Low carb diets, which eliminate basically all non-vegetable carbs, even most fruits, used to be considered "fad" or "fringe" diets. However, they're becoming more mainstream as more studies show that this approach is effective for both short and long term weight loss, as well as lowering overall cholesterol and increasing "good" cholesterol.
Basically every diet that we cover in this report is low carb to some extent in that they discourage processed foods and foods made from white flour, and most assign higher caloric/points values even to foods made with whole grains than to other types of food. However, many experts are leery of any diet that eliminates entire food groups -- in this case grains -- while plenty of others point out that vegetarians and vegans do not receive this type of criticism even though those diets also eliminate several food groups.
Regardless of which camp you're in, if you do decide to try out a low carb diet, the Atkins Diet (Free) is the gold standard. Atkins has been proven effective for both short- and long-term weight loss, and studies show it is just as effective in lowering cholesterol levels over the long term as low fat diets, in many people. As with any diet program, it may not be effective for everyone. While Atkins does initially restrict carbs to very low levels, the plan adds in more carbohydrates as you lose weight. It's also easy to follow, say users, and it's restaurant friendly -- hold the bread and order an extra vegetable instead of a potato.
There are a plethora of resources for getting started on, or maintaining, the Atkins Diet. In addition to the official Atkins website, with recipes, many free downloads, and a support community, there are thousands of websites built by low carb devotees with additional tips, recipes and encouragement. The book, New Atkins for a New You (Est. $12), is also a good place to start the low carb journey. It's highly rated by users, who say it's a great guide for making a dietary lifestyle change. Some like that the science of low carb eating is well presented, others say they would prefer a more casual approach and more recipes. Others point out that all of the information in the book is available on the Atkins website, free of charge.
The South Beach Diet is also considered low-carb, but it's not as restrictive as Atkins in its later phases. In fact, even in the early phases of the South Beach Diet, small servings of complex, non-vegetable carbs are allowed. South Beach earns high praise for weight loss and as an overall healthy way of eating, but gets panned for its complicated meal plans and time-consuming recipes by both users and experts. The ingredients in its recipes can jack up your grocery bill as well. Still, it's popular for those who love to cook, or prefer meals that aren't just a hunk of meat and a vegetable (or two).

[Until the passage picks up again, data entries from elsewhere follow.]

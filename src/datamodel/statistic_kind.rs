use std::fmt;

/// Aggregation requested from the remote store, and the datapoint field
/// that carries its result.
#[derive(Debug, Clone, Copy, PartialEq, Eq, Hash)]
pub enum StatisticKind {
    Average,
    Sum,
    Maximum,
    Minimum,
}

impl StatisticKind {
    pub fn as_str(&self) -> &'static str {
        match self {
            StatisticKind::Average => "Average",
            StatisticKind::Sum => "Sum",
            StatisticKind::Maximum => "Maximum",
            StatisticKind::Minimum => "Minimum",
        }
    }
}

impl fmt::Display for StatisticKind {
    fn fmt(&self, f: &mut fmt::Formatter<'_>) -> fmt::Result {
        write!(f, "{}", self.as_str())
    }
}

The South Beach Diet started as a book that was originally published in 2003, The South Beach Diet (Est. $7 and up). The book is still considered to be the best way to get information on the basic diet, but there are also many follow up books and cookbooks to supplement the original, as well as South Beach compliant recipes available around the Internet. The official South Beach Diet website is mostly fee-based.
Even its adherents quibble over whether the Paleo Diet is low carb or not. Technically, it is not in that it allows some starch-based carbs such as sweet potatoes, yams, and squash. It also allows some fruits. Some Paleo programs allow white potatoes and certain kinds of rice as well. Most Paleo programs don't allow dairy, others do.
The Paleo Diet (Free) is not intended to be a weight loss diet, per se, but rather a way of eating that is meant to be permanent. In many Paleo protocols, there is a strong emphasis on grass-fed or organic foods, which can be pricey and may not be readily available to some, but other programs recommend that you just purchase the highest quality of food you can afford. Exercise is strongly encouraged. You don't count calories; you just eat until you're satiated.
Proponents of the Paleo diet say it's a much healthier way to eat than the common American diet, which is often heavy on added sugars and processed foods. Critics say it's too restrictive, banning dairy, wheat and legumes -- food groups that many nutritionists feel should be part of a healthy diet. However, as we noted earlier in this section, veganism and vegetarianism also ban entire food groups and do not come under the same cloud of criticism.
Regardless of where you stand, the fact is that the Paleo way of eating is becoming increasingly popular, as are "nutritional reset" programs based upon Paleo, such as the Primal Blueprint 21-day Challenge hosted by MarksDailyApple.com, or the Whole30 program, popularized by the New York Times bestseller, It Starts with Food (Est. $16)
Anecdotally, many people say they feel great on the Paleo diet -- losing weight and lowering health markers such as blood pressure and cholesterol. However, like most programs, many simply don't stick with this way of eating over the long term -- they keep lapsing and going back -- the same issue we see with all eating plans. Again, there is no formal "Paleo" diet, but there are plenty of books and online resources for anyone interested in exploring the idea.